CAPITAL AND REVENUE LOSSES:

A

CAPITAL LOSS:
This is a loss suffered by a business on the sale of a fixed asset or it is incurred on raising capital of a joint stock company. This is not a recurring loss and is not made in the ordinary course of the business. e.g. A machinery having book value of Rs. 50,000 is sold for Rs. 45,000, the loss of Rs. 5,000 is a capital loss. In the same way, a company issued shares of Rs. 1,00,000 at 10% discount, the loss of Rs. 10,000 (10% of Rs. 1,00,000) is a capital loss. Capital loss is sown in the Balance Sheet on the asset side as a fictitious asset which is gradually written off out of the profits every year.
REVENUE LOSS:
This loss is made in the ordinary course or day to day operation of a business such as loss on sale Loss on sales of good etc. Revenue loss appears in the profit and loss account or income statement in the year in which it occurs.
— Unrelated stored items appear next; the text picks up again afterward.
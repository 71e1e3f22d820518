//! # System Constants
//!
//! Core enums and names that define the operational vocabulary of the
//! decision-serving core: operating modes, decision provenance, risk tags,
//! alert severities and alert rule names.

use serde::{Deserialize, Serialize};
use std::fmt;

/// Alert rule names raised by the metrics monitor and the mode controller
pub mod rules {
    pub const LOW_HIT_RATE: &str = "low_hit_rate";
    pub const HIGH_ERROR_RATE: &str = "high_error_rate";
    pub const UNHEALTHY: &str = "unhealthy";
    pub const CONSECUTIVE_HEALTH_FAILURES: &str = "consecutive_health_failures";
    pub const RECOVERY_PROBE_SUCCEEDED: &str = "recovery_probe_succeeded";
    pub const MANUAL_OFFLINE: &str = "manual_offline";
    pub const MANUAL_RESTORE: &str = "manual_restore";
}

/// Symbol used for synthetic health and recovery probes
pub const HEALTH_PROBE_SYMBOL: &str = "__health_probe__";

/// Process-wide operating mode
#[derive(Debug, Clone, Copy, PartialEq, Eq, Hash, Serialize, Deserialize)]
#[serde(rename_all = "SCREAMING_SNAKE_CASE")]
pub enum OperatingMode {
    /// Local compute is healthy and used for every miss
    Normal = 0,
    /// Health probes crossed the failure threshold; no local compute
    Degraded = 1,
    /// Administratively taken offline; no local compute, no automatic recovery
    Offline = 2,
}

impl OperatingMode {
    pub fn as_str(&self) -> &'static str {
        match self {
            OperatingMode::Normal => "NORMAL",
            OperatingMode::Degraded => "DEGRADED",
            OperatingMode::Offline => "OFFLINE",
        }
    }

    /// Whether misses may be computed on the local path
    pub fn allows_local_compute(&self) -> bool {
        matches!(self, OperatingMode::Normal)
    }
}

impl From<u8> for OperatingMode {
    fn from(value: u8) -> Self {
        match value {
            0 => OperatingMode::Normal,
            1 => OperatingMode::Degraded,
            _ => OperatingMode::Offline,
        }
    }
}

impl fmt::Display for OperatingMode {
    fn fmt(&self, f: &mut fmt::Formatter<'_>) -> fmt::Result {
        f.write_str(self.as_str())
    }
}

/// Which path produced a decision
#[derive(Debug, Clone, Copy, PartialEq, Eq, Hash, Serialize, Deserialize)]
#[serde(rename_all = "snake_case")]
pub enum SourceMode {
    Normal,
    Degraded,
    Offline,
    Fallback,
    Cache,
    Warmup,
}

impl SourceMode {
    pub fn as_str(&self) -> &'static str {
        match self {
            SourceMode::Normal => "normal",
            SourceMode::Degraded => "degraded",
            SourceMode::Offline => "offline",
            SourceMode::Fallback => "fallback",
            SourceMode::Cache => "cache",
            SourceMode::Warmup => "warmup",
        }
    }
}

impl From<OperatingMode> for SourceMode {
    fn from(mode: OperatingMode) -> Self {
        match mode {
            OperatingMode::Normal => SourceMode::Normal,
            OperatingMode::Degraded => SourceMode::Degraded,
            OperatingMode::Offline => SourceMode::Offline,
        }
    }
}

impl fmt::Display for SourceMode {
    fn fmt(&self, f: &mut fmt::Formatter<'_>) -> fmt::Result {
        f.write_str(self.as_str())
    }
}

#[derive(Debug, Clone, Copy, PartialEq, Eq, Hash, Serialize, Deserialize, Default)]
#[serde(rename_all = "snake_case")]
pub enum RiskLevel {
    Low,
    #[default]
    Medium,
    High,
}

/// Alert severity, ordered from least to most urgent
#[derive(Debug, Clone, Copy, PartialEq, Eq, Hash, PartialOrd, Ord, Serialize, Deserialize)]
#[serde(rename_all = "SCREAMING_SNAKE_CASE")]
pub enum AlertSeverity {
    Info,
    Warning,
    High,
    Critical,
}

impl AlertSeverity {
    pub fn as_str(&self) -> &'static str {
        match self {
            AlertSeverity::Info => "INFO",
            AlertSeverity::Warning => "WARNING",
            AlertSeverity::High => "HIGH",
            AlertSeverity::Critical => "CRITICAL",
        }
    }
}

impl fmt::Display for AlertSeverity {
    fn fmt(&self, f: &mut fmt::Formatter<'_>) -> fmt::Result {
        f.write_str(self.as_str())
    }
}

#[cfg(test)]
mod tests {
    use super::*;

    #[test]
    fn test_mode_round_trips_through_u8() {
        for mode in [
            OperatingMode::Normal,
            OperatingMode::Degraded,
            OperatingMode::Offline,
        ] {
            assert_eq!(OperatingMode::from(mode as u8), mode);
        }
        assert_eq!(OperatingMode::from(42), OperatingMode::Offline);
    }

    #[test]
    fn test_only_normal_allows_local_compute() {
        assert!(OperatingMode::Normal.allows_local_compute());
        assert!(!OperatingMode::Degraded.allows_local_compute());
        assert!(!OperatingMode::Offline.allows_local_compute());
    }

    #[test]
    fn test_serialized_names() {
        assert_eq!(
            serde_json::to_string(&OperatingMode::Degraded).unwrap(),
            "\"DEGRADED\""
        );
        assert_eq!(
            serde_json::to_string(&SourceMode::Fallback).unwrap(),
            "\"fallback\""
        );
        assert_eq!(
            serde_json::to_string(&AlertSeverity::Critical).unwrap(),
            "\"CRITICAL\""
        );
    }

    #[test]
    fn test_severity_ordering() {
        assert!(AlertSeverity::Critical > AlertSeverity::High);
        assert!(AlertSeverity::High > AlertSeverity::Warning);
    }
}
CAPITAL AND REVENUE PAYMENTS
It may be noted that there is a difference between an expenditure and payment. Expenditure is the full amount spent by a business whether paid or yet to be paid while payment means the amount actually paid. For example, a machinery is purchased for Rs. 50,000 from Saleem & Co., Rs. 30,000 were paid to them in cash, agreeing to pay Rs. 20,000 after one month. In this case, total amount spent is Rs. 50,000 but the payment is Rs. 30,000 only.
CAPITAL PAYMENT:
This is an amount which is actually paid on account of a capital expenditure.
REVENUE PAYMENT:
This is an amount which is actually paid on account of some revenue expenditure. For example, we purchase goods of Rs. 30,000, this is a revenue expenditure of Rs. 30,000. We paid cash to the supplier only Rs. 20,000, this is a revenue payment. If the whole amount is paid in cash, then both the revenue expenditure as well as revenue payment will be Rs. 30,000.